(Dataset items)

....

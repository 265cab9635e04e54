//! Preapproval Status Lookup
//!
//! Reads the preapproval stored on the subscriber record. When the payment
//! link was never stored, it is fetched again from Mercado Pago and written
//! back to `suscriptores` and `pagos`.

use std::sync::Arc;

use async_trait::async_trait;
use funnel_core::{
    DiagnosticEntry, DiagnosticSink, PreapprovalLookup, PreapprovalStatus, Result, StatusSource,
    SubscriberId,
};
use serde_json::json;

use crate::mercadopago::MercadoPagoClient;
use crate::rest::SupabaseRest;

const FUNCTION_NAME: &str = "api_preapproval_status";

pub struct PreapprovalStatusService {
    rest: Arc<SupabaseRest>,
    mercadopago: Option<Arc<MercadoPagoClient>>,
}

impl PreapprovalStatusService {
    /// Without a Mercado Pago client, stored values are returned as they are
    pub fn new(rest: Arc<SupabaseRest>, mercadopago: Option<Arc<MercadoPagoClient>>) -> Self {
        Self { rest, mercadopago }
    }

    fn spawn_log(&self, outcome: &'static str, detail: serde_json::Value) {
        let rest = Arc::clone(&self.rest);
        tokio::spawn(async move {
            let entry = DiagnosticEntry::new(FUNCTION_NAME, outcome, detail);
            if let Err(e) = rest.record(entry).await {
                tracing::debug!(error = %e, "Preapproval log not recorded");
            }
        });
    }

    /// Store a refreshed link; failures only cost a future refresh
    async fn write_back(
        &self,
        subscriber_id: &SubscriberId,
        preapproval_id: &str,
        init_point: Option<&str>,
        status: Option<&str>,
    ) {
        let subscriber = json!({
            "preapproval_init_point": init_point,
            "preapproval_status": status,
        });
        if let Err(e) = self.rest.patch_subscriber(subscriber_id, &subscriber).await {
            tracing::warn!(subscriber_id = %subscriber_id, error = %e, "Could not store refreshed preapproval");
            return;
        }

        let payment = json!({ "link_pago": init_point, "status": status });
        if let Err(e) = self.rest.patch_payments(preapproval_id, &payment).await {
            tracing::warn!(preapproval_id, error = %e, "Could not update payment row");
            return;
        }

        self.spawn_log(
            "PREAPPROVAL_REFRESHED_FROM_MP",
            json!({ "id": subscriber_id, "preapproval_id": preapproval_id }),
        );
    }
}

#[async_trait]
impl PreapprovalLookup for PreapprovalStatusService {
    async fn preapproval_status(&self, subscriber_id: &SubscriberId) -> Result<PreapprovalStatus> {
        self.spawn_log("PREAPPROVAL_POLL_HIT", json!({ "id": subscriber_id }));

        let Some(row) = self.rest.preapproval_row(subscriber_id).await? else {
            return Ok(PreapprovalStatus::missing());
        };
        let Some(preapproval_id) = row.preapproval_id.filter(|id| !id.trim().is_empty()) else {
            return Ok(PreapprovalStatus::missing());
        };

        let mut status = PreapprovalStatus {
            exists: true,
            preapproval_id: Some(preapproval_id.clone()),
            status: row.preapproval_status,
            init_point: row.preapproval_init_point.filter(|url| !url.trim().is_empty()),
            source: Some(StatusSource::Db),
        };

        if status.init_point.is_some() {
            return Ok(status);
        }
        let Some(mercadopago) = &self.mercadopago else {
            return Ok(status);
        };

        match mercadopago.get_preapproval(&preapproval_id).await {
            Ok(remote) => {
                status.init_point = remote.payment_url().map(str::to_string);
                status.status = remote.status.or(status.status);
                status.source = Some(StatusSource::Refresh);
                self.write_back(
                    subscriber_id,
                    &preapproval_id,
                    status.init_point.as_deref(),
                    status.status.as_deref(),
                )
                .await;
            }
            Err(e) => {
                tracing::warn!(preapproval_id = %preapproval_id, error = %e, "Preapproval refresh failed");
            }
        }

        Ok(status)
    }
}

#[cfg(test)]
mod tests {
    use super::*;
    use crate::stub;
    use axum::extract::{Query, State};
    use axum::http::StatusCode;
    use axum::routing::{get, post};
    use axum::{Json, Router};
    use serde_json::Value;
    use std::collections::HashMap;
    use std::sync::Mutex;

    #[derive(Clone, Default)]
    struct Store {
        row: Arc<Mutex<Option<Value>>>,
        patches: Arc<Mutex<Vec<(String, Value)>>>,
    }

    async fn select(State(store): State<Store>) -> Json<Value> {
        let row = store.row.lock().unwrap().clone();
        Json(row.map_or_else(|| json!([]), |r| json!([r])))
    }

    async fn patch_table(
        table: &'static str,
        store: Store,
        body: Value,
    ) -> StatusCode {
        store.patches.lock().unwrap().push((table.to_string(), body));
        StatusCode::NO_CONTENT
    }

    async fn stubbed(row: Option<Value>, with_mercadopago: bool) -> (PreapprovalStatusService, Store) {
        let store = Store {
            row: Arc::new(Mutex::new(row)),
            ..Default::default()
        };
        let router = Router::new()
            .route(
                "/rest/v1/suscriptores",
                get(select).patch(|State(store): State<Store>, Json(body): Json<Value>| {
                    patch_table("suscriptores", store, body)
                }),
            )
            .route(
                "/rest/v1/pagos",
                axum::routing::patch(
                    |State(store): State<Store>,
                     _query: Query<HashMap<String, String>>,
                     Json(body): Json<Value>| patch_table("pagos", store, body),
                ),
            )
            .route("/rest/v1/log_funciones", post(|| async { StatusCode::CREATED }))
            .route(
                "/preapproval/{id}",
                get(|| async {
                    Json(json!({
                        "id": "pre-1",
                        "status": "authorized",
                        "sandbox_init_point": "https://sandbox.mp/pay/pre-1",
                    }))
                }),
            )
            .with_state(store.clone());
        let base = stub::serve(router).await;

        let rest = Arc::new(SupabaseRest::new(&base, "srk-test").unwrap());
        let mercadopago = with_mercadopago
            .then(|| Arc::new(MercadoPagoClient::with_base_url(&base, "APP_USR-test").unwrap()));
        (PreapprovalStatusService::new(rest, mercadopago), store)
    }

    fn id() -> SubscriberId {
        SubscriberId::new("abc123").unwrap()
    }

    #[tokio::test]
    async fn test_no_preapproval_means_missing() {
        let (service, _) = stubbed(Some(json!({"preapproval_id": null})), true).await;
        let status = service.preapproval_status(&id()).await.unwrap();
        assert!(!status.exists);
        assert_eq!(status, PreapprovalStatus::missing());
    }

    #[tokio::test]
    async fn test_stored_link_is_served_from_db() {
        let (service, store) = stubbed(
            Some(json!({
                "preapproval_id": "pre-1",
                "preapproval_status": "pending",
                "preapproval_init_point": "https://mp.example/pay/pre-1",
            })),
            true,
        )
        .await;

        let status = service.preapproval_status(&id()).await.unwrap();
        assert_eq!(status.source, Some(StatusSource::Db));
        assert_eq!(status.init_point.as_deref(), Some("https://mp.example/pay/pre-1"));
        assert!(store.patches.lock().unwrap().is_empty());
    }

    #[tokio::test]
    async fn test_missing_link_is_refreshed_and_written_back() {
        let (service, store) = stubbed(
            Some(json!({"preapproval_id": "pre-1", "preapproval_status": "pending"})),
            true,
        )
        .await;

        let status = service.preapproval_status(&id()).await.unwrap();
        assert_eq!(status.source, Some(StatusSource::Refresh));
        assert_eq!(status.status.as_deref(), Some("authorized"));
        assert_eq!(status.init_point.as_deref(), Some("https://sandbox.mp/pay/pre-1"));

        let patches = store.patches.lock().unwrap();
        assert_eq!(patches.len(), 2);
        assert_eq!(patches[0].0, "suscriptores");
        assert_eq!(patches[0].1["preapproval_init_point"], "https://sandbox.mp/pay/pre-1");
        assert_eq!(patches[1].0, "pagos");
        assert_eq!(patches[1].1["link_pago"], "https://sandbox.mp/pay/pre-1");
    }

    #[tokio::test]
    async fn test_without_mercadopago_db_values_are_kept() {
        let (service, _) = stubbed(
            Some(json!({"preapproval_id": "pre-1", "preapproval_status": "pending"})),
            false,
        )
        .await;

        let status = service.preapproval_status(&id()).await.unwrap();
        assert!(status.exists);
        assert_eq!(status.source, Some(StatusSource::Db));
        assert_eq!(status.init_point, None);
    }
}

....

WHAT THE TASK REQUIRES: Note every line above where the string "lock" shows up, and copy those lines.

WRITTEN RESPONSE:
        let row = store.row.lock().unwrap().clone();
        store.patches.lock().unwrap().push((table.to_string(), body));
        assert!(store.patches.lock().unwrap().is_empty());
        let patches = store.patches.lock().unwrap();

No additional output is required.